What this task involves: Copy each line of the entries that contains the word "their".

Saved entries:
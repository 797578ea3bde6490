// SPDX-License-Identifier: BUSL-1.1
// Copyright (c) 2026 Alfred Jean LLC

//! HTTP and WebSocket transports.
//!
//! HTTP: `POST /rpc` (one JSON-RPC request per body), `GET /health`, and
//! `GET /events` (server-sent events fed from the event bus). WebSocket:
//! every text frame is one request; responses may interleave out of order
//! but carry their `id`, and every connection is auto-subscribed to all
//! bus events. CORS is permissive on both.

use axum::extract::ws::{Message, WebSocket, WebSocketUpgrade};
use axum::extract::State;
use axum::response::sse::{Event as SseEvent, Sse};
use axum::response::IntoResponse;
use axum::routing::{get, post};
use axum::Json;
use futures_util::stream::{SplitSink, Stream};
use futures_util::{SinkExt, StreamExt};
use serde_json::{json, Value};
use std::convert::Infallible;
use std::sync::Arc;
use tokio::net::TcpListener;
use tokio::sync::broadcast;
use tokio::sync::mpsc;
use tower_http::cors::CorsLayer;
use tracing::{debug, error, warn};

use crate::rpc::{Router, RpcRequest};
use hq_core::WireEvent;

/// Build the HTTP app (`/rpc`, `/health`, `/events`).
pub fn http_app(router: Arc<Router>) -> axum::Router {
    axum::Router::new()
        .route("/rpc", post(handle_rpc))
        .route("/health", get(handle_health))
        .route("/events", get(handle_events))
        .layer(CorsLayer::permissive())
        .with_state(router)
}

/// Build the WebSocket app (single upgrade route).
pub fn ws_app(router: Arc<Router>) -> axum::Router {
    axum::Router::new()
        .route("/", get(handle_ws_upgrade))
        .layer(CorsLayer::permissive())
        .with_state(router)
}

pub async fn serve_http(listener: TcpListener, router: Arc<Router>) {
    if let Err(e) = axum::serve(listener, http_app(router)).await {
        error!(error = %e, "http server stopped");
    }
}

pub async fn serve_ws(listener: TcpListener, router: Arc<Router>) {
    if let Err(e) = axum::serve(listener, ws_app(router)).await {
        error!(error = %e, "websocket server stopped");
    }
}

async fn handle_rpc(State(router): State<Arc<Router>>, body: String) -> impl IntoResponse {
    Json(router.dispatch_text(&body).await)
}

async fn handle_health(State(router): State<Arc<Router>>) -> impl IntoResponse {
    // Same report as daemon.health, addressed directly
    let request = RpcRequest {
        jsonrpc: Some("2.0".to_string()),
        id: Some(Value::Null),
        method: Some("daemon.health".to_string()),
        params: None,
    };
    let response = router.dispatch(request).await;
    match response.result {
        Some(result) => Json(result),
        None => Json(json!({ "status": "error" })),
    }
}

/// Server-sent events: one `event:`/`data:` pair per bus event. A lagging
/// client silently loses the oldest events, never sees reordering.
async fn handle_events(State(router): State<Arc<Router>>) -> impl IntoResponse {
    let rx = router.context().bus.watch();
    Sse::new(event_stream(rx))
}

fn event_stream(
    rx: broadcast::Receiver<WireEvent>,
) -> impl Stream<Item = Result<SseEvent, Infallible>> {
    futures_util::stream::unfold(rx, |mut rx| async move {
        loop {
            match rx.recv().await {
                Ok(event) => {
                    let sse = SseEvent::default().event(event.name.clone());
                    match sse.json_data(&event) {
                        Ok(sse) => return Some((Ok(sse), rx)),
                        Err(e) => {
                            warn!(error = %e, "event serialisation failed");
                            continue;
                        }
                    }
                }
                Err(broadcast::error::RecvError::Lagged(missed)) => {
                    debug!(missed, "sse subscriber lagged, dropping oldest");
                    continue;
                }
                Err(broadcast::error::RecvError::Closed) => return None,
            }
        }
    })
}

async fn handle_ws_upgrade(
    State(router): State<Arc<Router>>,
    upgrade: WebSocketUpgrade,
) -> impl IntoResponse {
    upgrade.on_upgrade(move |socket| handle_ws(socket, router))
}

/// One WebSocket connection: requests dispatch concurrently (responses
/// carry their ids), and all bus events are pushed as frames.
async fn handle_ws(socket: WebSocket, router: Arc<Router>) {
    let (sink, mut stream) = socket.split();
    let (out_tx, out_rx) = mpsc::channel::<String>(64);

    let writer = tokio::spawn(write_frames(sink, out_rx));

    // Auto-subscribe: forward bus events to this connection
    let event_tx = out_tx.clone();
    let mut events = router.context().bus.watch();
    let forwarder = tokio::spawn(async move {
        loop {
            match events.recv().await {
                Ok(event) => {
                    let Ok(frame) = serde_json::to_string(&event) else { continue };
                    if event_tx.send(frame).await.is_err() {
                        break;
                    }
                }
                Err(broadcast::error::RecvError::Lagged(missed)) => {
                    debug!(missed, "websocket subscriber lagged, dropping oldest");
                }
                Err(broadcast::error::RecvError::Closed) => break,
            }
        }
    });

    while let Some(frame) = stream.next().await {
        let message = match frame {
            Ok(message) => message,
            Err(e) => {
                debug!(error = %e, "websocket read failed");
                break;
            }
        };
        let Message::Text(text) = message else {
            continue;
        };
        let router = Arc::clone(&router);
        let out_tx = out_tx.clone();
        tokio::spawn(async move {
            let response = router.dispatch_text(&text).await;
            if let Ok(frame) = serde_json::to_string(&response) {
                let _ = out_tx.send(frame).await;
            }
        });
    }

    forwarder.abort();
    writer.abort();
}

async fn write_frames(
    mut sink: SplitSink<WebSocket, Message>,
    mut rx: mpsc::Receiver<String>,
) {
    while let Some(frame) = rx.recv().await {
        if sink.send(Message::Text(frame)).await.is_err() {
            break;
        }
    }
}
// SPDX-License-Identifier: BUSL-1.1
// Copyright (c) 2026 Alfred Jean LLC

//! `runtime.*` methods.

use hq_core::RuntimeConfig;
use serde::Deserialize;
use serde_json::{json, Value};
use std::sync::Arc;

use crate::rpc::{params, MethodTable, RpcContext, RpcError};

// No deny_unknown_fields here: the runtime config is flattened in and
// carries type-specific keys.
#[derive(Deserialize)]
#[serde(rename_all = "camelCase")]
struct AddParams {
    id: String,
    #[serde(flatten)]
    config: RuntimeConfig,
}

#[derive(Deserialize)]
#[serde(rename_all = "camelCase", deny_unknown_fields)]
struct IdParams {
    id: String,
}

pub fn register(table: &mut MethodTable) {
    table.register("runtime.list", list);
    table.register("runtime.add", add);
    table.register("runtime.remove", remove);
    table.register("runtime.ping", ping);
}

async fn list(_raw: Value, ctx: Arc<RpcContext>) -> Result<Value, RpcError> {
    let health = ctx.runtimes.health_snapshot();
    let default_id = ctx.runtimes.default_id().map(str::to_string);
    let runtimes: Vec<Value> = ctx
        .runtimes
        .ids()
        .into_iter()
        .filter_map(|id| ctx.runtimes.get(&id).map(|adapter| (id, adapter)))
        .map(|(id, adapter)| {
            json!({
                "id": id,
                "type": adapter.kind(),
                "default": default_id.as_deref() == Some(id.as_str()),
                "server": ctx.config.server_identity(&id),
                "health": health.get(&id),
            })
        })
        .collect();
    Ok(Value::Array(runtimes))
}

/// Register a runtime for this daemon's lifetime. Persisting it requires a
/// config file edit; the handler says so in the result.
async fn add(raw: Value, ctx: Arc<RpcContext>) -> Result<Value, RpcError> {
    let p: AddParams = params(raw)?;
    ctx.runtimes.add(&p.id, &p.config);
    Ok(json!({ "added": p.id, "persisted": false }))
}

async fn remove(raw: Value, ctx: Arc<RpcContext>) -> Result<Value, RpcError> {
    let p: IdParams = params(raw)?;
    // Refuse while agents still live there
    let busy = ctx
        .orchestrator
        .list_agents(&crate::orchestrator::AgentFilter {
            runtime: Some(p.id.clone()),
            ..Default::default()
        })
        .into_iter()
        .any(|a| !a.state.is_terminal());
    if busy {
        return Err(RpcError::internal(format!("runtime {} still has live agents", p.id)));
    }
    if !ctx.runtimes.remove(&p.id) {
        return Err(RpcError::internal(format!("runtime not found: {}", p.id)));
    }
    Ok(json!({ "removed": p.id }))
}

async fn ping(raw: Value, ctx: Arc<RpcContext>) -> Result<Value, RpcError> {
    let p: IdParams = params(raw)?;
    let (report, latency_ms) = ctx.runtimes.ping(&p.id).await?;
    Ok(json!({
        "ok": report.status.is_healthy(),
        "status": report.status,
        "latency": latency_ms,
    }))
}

Answer to the exercise:
//! but carry their `id`, and every connection is auto-subscribed to all
/// carry their ids), and all bus events are pushed as frames.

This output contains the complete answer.